I am trying to open a pdf to get the number of pages. I am using PyPDF2.
Here is my code:
def pdfPageReader(fileName):
try:
pdf_file = open(fileName, 'rb')
read_pdf = PyPDF2.PdfFileReader(pdf_file, strict=True)
number_of_pages = read_pdf.getNumPages()
print(str(fileName) + " = " + str(number_of_pages))
pdf_file.close()
return number_of_pages
except:
return "1"
But then i run into this error:
PdfReadWarning: Xref table not zero-indexed. ID numbers for objects will be corrected. [pdf.py:1736]
I tried to use strict=True and strict=False, When it is True, it displays this message, and nothing, I waited for 30minutes, but nothing happened. When it is False, it just display nothing, and that's it, just do nothing, if I press ctrl+c on the terminal (cmd, windows 10) then it cancel that open and continues (I run this in a batch of pdf files). Only 1 in the batch got this problem.
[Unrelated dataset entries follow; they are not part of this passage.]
//! Password login with short-lived JWT access tokens and Redis-backed
//! refresh tokens.

use actix_web::{post, web, HttpResponse};
use chrono::{Duration, Utc};
use jsonwebtoken::{encode, EncodingKey, Header};
use redis::{AsyncCommands, Client as RedisClient};
use serde::{Deserialize, Serialize};
use sqlx::SqlitePool;
use uuid::Uuid;

use crate::{
    config::settings,
    db::user_repo,
    error::{AppError, AppResult},
    game::types::UserId,
};

//////////////////////////////////////////////////
// Data structs
//////////////////////////////////////////////////

#[derive(Deserialize)]
pub struct RegisterRequest {
    pub username: String,
    pub email: String,
    pub password: String,
}

#[derive(Deserialize)]
pub struct LoginRequest {
    pub username: String,
    pub password: String,
}

#[derive(Deserialize)]
pub struct RefreshRequest {
    pub refresh_token: String,
}

#[derive(Debug, Serialize, Deserialize)]
struct Claims {
    sub: String, // user_id
    exp: usize,
}

#[derive(Serialize)]
pub struct TokenResponse {
    pub access_token: String,
    pub refresh_token: String,
    pub expires_in: i64,
}

//////////////////////////////////////////////////
// ─────────────  JwtAuth extractor  ─────────────
//////////////////////////////////////////////////

pub mod extractor {
    use super::Claims;
    use crate::{config::settings, error::AppError, game::types::UserId};
    use actix_web::{dev::Payload, FromRequest, HttpRequest};
    use futures_util::future::{ready, Ready};
    use jsonwebtoken::{decode, DecodingKey, Validation};

    /// Extracts and validates a Bearer-JWT, exposing the caller's user id.
    #[derive(Debug, Clone, Copy)]
    pub struct JwtAuth {
        pub user_id: UserId,
    }

    impl FromRequest for JwtAuth {
        type Error = AppError;
        type Future = Ready<Result<Self, Self::Error>>;

        fn from_request(req: &HttpRequest, _pl: &mut Payload) -> Self::Future {
            let res = (|| {
                // Expect:  Authorization: Bearer <JWT>
                let hdr = req
                    .headers()
                    .get("Authorization")
                    .and_then(|v| v.to_str().ok())
                    .ok_or_else(|| AppError::Unauthorized("missing Authorization header".into()))?;

                let token = hdr
                    .strip_prefix("Bearer ")
                    .ok_or_else(|| AppError::Unauthorized("malformed Authorization header".into()))?;

                let data = decode::<Claims>(
                    token,
                    &DecodingKey::from_secret(settings().jwt_secret.as_bytes()),
                    &Validation::default(),
                )
                .map_err(|_| AppError::Unauthorized("invalid / expired token".into()))?;

                let user_id = data
                    .claims
                    .sub
                    .parse::<UserId>()
                    .map_err(|_| AppError::Unauthorized("bad sub".into()))?;

                Ok(JwtAuth { user_id })
            })();

            ready(res)
        }
    }
}
pub use extractor::JwtAuth;

/// Sign an access token for `user_id`.
pub fn issue_access_token(user_id: UserId) -> AppResult<String> {
    let s = settings();
    let exp = (Utc::now() + Duration::minutes(s.access_token_minutes)).timestamp() as usize;
    let claims = Claims {
        sub: user_id.to_string(),
        exp,
    };
    encode(
        &Header::default(),
        &claims,
        &EncodingKey::from_secret(s.jwt_secret.as_bytes()),
    )
    .map_err(|e| AppError::Internal(anyhow::anyhow!("JWT encode failed: {e}")))
}

/// Mint a refresh token and store it in Redis.
async fn issue_refresh_token(redis: &RedisClient, user_id: UserId) -> AppResult<String> {
    let token = Uuid::new_v4().to_string();
    let mut conn = redis
        .get_multiplexed_async_connection()
        .await
        .map_err(|e| AppError::Internal(anyhow::anyhow!("redis unavailable: {e}")))?;
    let _: () = conn
        .set_ex(
            format!("refresh:{token}"),
            user_id.to_string(),
            settings().refresh_token_secs,
        )
        .await
        .map_err(|e| AppError::Internal(anyhow::anyhow!("storing refresh token: {e}")))?;
    Ok(token)
}

async fn token_pair(redis: &RedisClient, user_id: UserId) -> AppResult<TokenResponse> {
    Ok(TokenResponse {
        access_token: issue_access_token(user_id)?,
        refresh_token: issue_refresh_token(redis, user_id).await?,
        expires_in: settings().access_token_minutes * 60,
    })
}

async fn blocking<T, F>(f: F) -> AppResult<T>
where
    F: FnOnce() -> Result<T, bcrypt::BcryptError> + Send + 'static,
    T: Send + 'static,
{
    web::block(f)
        .await
        .map_err(|e| AppError::Internal(anyhow::anyhow!("blocking pool: {e}")))?
        .map_err(|e| AppError::Internal(anyhow::anyhow!("bcrypt: {e}")))
}

//////////////////////////////////////////////////
// POST /api/auth/register
//////////////////////////////////////////////////
#[post("/auth/register")]
pub async fn register(
    info: web::Json<RegisterRequest>,
    db: web::Data<SqlitePool>,
) -> AppResult<HttpResponse> {
    let RegisterRequest {
        username,
        email,
        password,
    } = info.into_inner();
    if password.len() < 8 {
        return Err(AppError::validation(
            "password must be at least 8 characters",
        ));
    }

    let cost = settings().bcrypt_cost;
    let hash = blocking(move || bcrypt::hash(password, cost)).await?;
    let user = user_repo::create_user(&db, &username, &email, Some(&hash)).await?;

    log::info!("registered user {} ({})", user.id, user.username);
    Ok(HttpResponse::Created().json(user))
}

//////////////////////////////////////////////////
// POST /api/auth/login
//////////////////////////////////////////////////
#[post("/auth/login")]
pub async fn login(
    info: web::Json<LoginRequest>,
    db: web::Data<SqlitePool>,
    redis: web::Data<RedisClient>,
) -> AppResult<HttpResponse> {
    let LoginRequest { username, password } = info.into_inner();
    let bad_credentials = || AppError::Unauthorized("invalid username or password".into());

    let user = user_repo::find_by_username(&db, &username)
        .await?
        .ok_or_else(bad_credentials)?;
    let hash = user.password_hash.clone().ok_or_else(bad_credentials)?;

    if !blocking(move || bcrypt::verify(password, &hash)).await? {
        return Err(bad_credentials());
    }

    user_repo::set_online(&db, user.id, true).await?;
    Ok(HttpResponse::Ok().json(token_pair(&redis, user.id).await?))
}

//////////////////////////////////////////////////
// POST /api/auth/refresh
//////////////////////////////////////////////////
#[post("/auth/refresh")]
pub async fn refresh(
    info: web::Json<RefreshRequest>,
    redis: web::Data<RedisClient>,
) -> AppResult<HttpResponse> {
    // consume old refresh → user_id
    let mut conn = redis
        .get_multiplexed_async_connection()
        .await
        .map_err(|e| AppError::Internal(anyhow::anyhow!("redis unavailable: {e}")))?;
    let key = format!("refresh:{}", info.refresh_token);
    let stored: Option<String> = conn
        .get_del(&key)
        .await
        .map_err(|e| AppError::Internal(anyhow::anyhow!("reading refresh token: {e}")))?;

    let user_id = stored
        .and_then(|uid| uid.parse::<UserId>().ok())
        .ok_or_else(|| AppError::Unauthorized("invalid refresh".into()))?;

    Ok(HttpResponse::Ok().json(token_pair(&redis, user_id).await?))
}

//////////////////////////////////////////////////
// POST /api/auth/logout
//////////////////////////////////////////////////
#[post("/auth/logout")]
pub async fn logout(auth: JwtAuth, db: web::Data<SqlitePool>) -> AppResult<HttpResponse> {
    user_repo::set_online(&db, auth.user_id, false).await?;
    Ok(HttpResponse::Ok().json(serde_json::json!({ "status": "logged_out" })))
}

//////////////////////////////////////////////////
// Mount
//////////////////////////////////////////////////
pub fn init_routes(cfg: &mut web::ServiceConfig) {
    cfg.service(register)
        .service(login)
        .service(refresh)
        .service(logout);
}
My questions are, how do I fix this, or how do I skip this, or how can I cancel this and move on with the other pdf files?
If somebody had a similar problem and it even crashed the program with this error message
File "C:\Programy\Anaconda3\lib\site-packages\PyPDF2\pdf.py", line 1604, in getObject % (indirectReference.idnum, indirectReference.generation, idnum, generation)) PyPDF2.utils.PdfReadError: Expected object ID (14 0) does not match actual (13 0); xref table not zero-indexed.
It helped me to add the strict argument equal to False for my pdf reader
pdf_reader = PdfFileReader(input_file,strict=False)